• _TASK DATA_
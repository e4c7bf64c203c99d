//! Collection of error handling types and aliases.

use thiserror::Error;

/// The disconnection side for [`DisconnectedError`].
#[derive(Debug, Clone, Copy, PartialEq, Eq)]
pub enum DisconnectedBy {
    /// The session has been disconnected by _us_.
    Us,

    /// The session has been disconnected by _them_.
    Them,
}

/// The error type describing a completed disconnection.
#[must_use]
#[derive(Debug, Error, Clone)]
#[error("The session has been disconnected by {by:?} for {reason}: {description}")]
pub struct DisconnectedError {
    /// Side that sent the disconnect message.
    pub by: DisconnectedBy,

    /// Reason code for disconnect, as defined in RFC 4253 §11.1.
    pub reason: u32,

    /// Description of the disconnect reason.
    pub description: String,

    /// Language tag for the description, may be empty.
    pub language: String,
}

/// The error types that can occur when operating this crate's packet engine.
#[non_exhaustive]
#[derive(Debug, Error)]
pub enum Error {
    /// I/O error while reading or writing the underlying socket.
    #[error(transparent)]
    Io(#[from] std::io::Error),

    /// Packet integrity error: the MAC received did not match what was computed.
    #[error("Invalid Message Authentication Code received")]
    InvalidMac,

    /// An error occurred while encrypting or decrypting a frame.
    #[error("The cipher ended up in an error")]
    Decrypt,

    /// A decoded frame violated the framing invariants (size, alignment, padding).
    #[error("Fatal protocol error: {0}")]
    Proto(&'static str),

    /// Ran out of polling attempts waiting for the peer to produce the next byte.
    #[error("Timed out waiting for data after {0} poll attempts")]
    PollTimeout(u32),

    /// The session has been disconnected, either by us or by the peer.
    #[error(transparent)]
    Disconnected(#[from] DisconnectedError),

    /// A packet referenced a channel id the caller's channel table doesn't know about.
    ///
    /// Non-fatal: surfaced to the caller's warning sink, never from `packet_read` directly.
    #[error("Packet received for unknown channel {0}, ignoring")]
    ChannelUnknown(u32),

    /// A channel data packet exceeded the receiver's advertised `packet_size`.
    ///
    /// Non-fatal.
    #[error("Packet on channel {0} contains more data than we offered to receive, truncating")]
    ChannelPacketExceeded(u32),

    /// A channel data packet exceeded the receiver's advertised flow-control window.
    ///
    /// Non-fatal.
    #[error("The receive window on channel {0} is exceeded")]
    ChannelWindowExceeded(u32),
}

impl Error {
    /// Whether this error kind is fatal to the session (transitions it to `Disconnected`
    /// and makes subsequent engine calls return immediately), as opposed to the
    /// channel-level kinds which are reported as warnings only.
    pub fn is_fatal(&self) -> bool {
        !matches!(
            self,
            Self::ChannelUnknown(_) | Self::ChannelPacketExceeded(_) | Self::ChannelWindowExceeded(_)
        )
    }
}

/// A handy [`std::result::Result`] type alias bounding the [`enum@Error`] struct as `E`.
pub type Result<T, E = Error> = std::result::Result<T, E>;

• _TASK DESCRIPTION_
Transcribe every entry in the listing, word for word.

• _SOLUTION FOR THIS TASK_
repository e4c7bf64c203c99d
//! Collection of error handling types and aliases.

use thiserror::Error;

/// The disconnection side for [`DisconnectedError`].
#[derive(Debug, Clone, Copy, PartialEq, Eq)]
pub enum DisconnectedBy {
    /// The session has been disconnected by _us_.
    Us,

    /// The session has been disconnected by _them_.
    Them,
}

/// The error type describing a completed disconnection.
#[must_use]
#[derive(Debug, Error, Clone)]
#[error("The session has been disconnected by {by:?} for {reason}: {description}")]
pub struct DisconnectedError {
    /// Side that sent the disconnect message.
    pub by: DisconnectedBy,

    /// Reason code for disconnect, as defined in RFC 4253 §11.1.
    pub reason: u32,

    /// Description of the disconnect reason.
    pub description: String,

    /// Language tag for the description, may be empty.
    pub language: String,
}

/// The error types that can occur when operating this crate's packet engine.
#[non_exhaustive]
#[derive(Debug, Error)]
pub enum Error {
    /// I/O error while reading or writing the underlying socket.
    #[error(transparent)]
    Io(#[from] std::io::Error),

    /// Packet integrity error: the MAC received did not match what was computed.
    #[error("Invalid Message Authentication Code received")]
    InvalidMac,

    /// An error occurred while encrypting or decrypting a frame.
    #[error("The cipher ended up in an error")]
    Decrypt,

    /// A decoded frame violated the framing invariants (size, alignment, padding).
    #[error("Fatal protocol error: {0}")]
    Proto(&'static str),

    /// Ran out of polling attempts waiting for the peer to produce the next byte.
    #[error("Timed out waiting for data after {0} poll attempts")]
    PollTimeout(u32),

    /// The session has been disconnected, either by us or by the peer.
    #[error(transparent)]
    Disconnected(#[from] DisconnectedError),

    /// A packet referenced a channel id the caller's channel table doesn't know about.
    ///
    /// Non-fatal: surfaced to the caller's warning sink, never from `packet_read` directly.
    #[error("Packet received for unknown channel {0}, ignoring")]
    ChannelUnknown(u32),

    /// A channel data packet exceeded the receiver's advertised `packet_size`.
    ///
    /// Non-fatal.
    #[error("Packet on channel {0} contains more data than we offered to receive, truncating")]
    ChannelPacketExceeded(u32),

    /// A channel data packet exceeded the receiver's advertised flow-control window.
    ///
    /// Non-fatal.
    #[error("The receive window on channel {0} is exceeded")]
    ChannelWindowExceeded(u32),
}

impl Error {
    /// Whether this error kind is fatal to the session (transitions it to `Disconnected`
    /// and makes subsequent engine calls return immediately), as opposed to the
    /// channel-level kinds which are reported as warnings only.
    pub fn is_fatal(&self) -> bool {
        !matches!(
            self,
            Self::ChannelUnknown(_) | Self::ChannelPacketExceeded(_) | Self::ChannelWindowExceeded(_)
        )
    }
}

/// A handy [`std::result::Result`] type alias bounding the [`enum@Error`] struct as `E`.
pub type Result<T, E = Error> = std::result::Result<T, E>;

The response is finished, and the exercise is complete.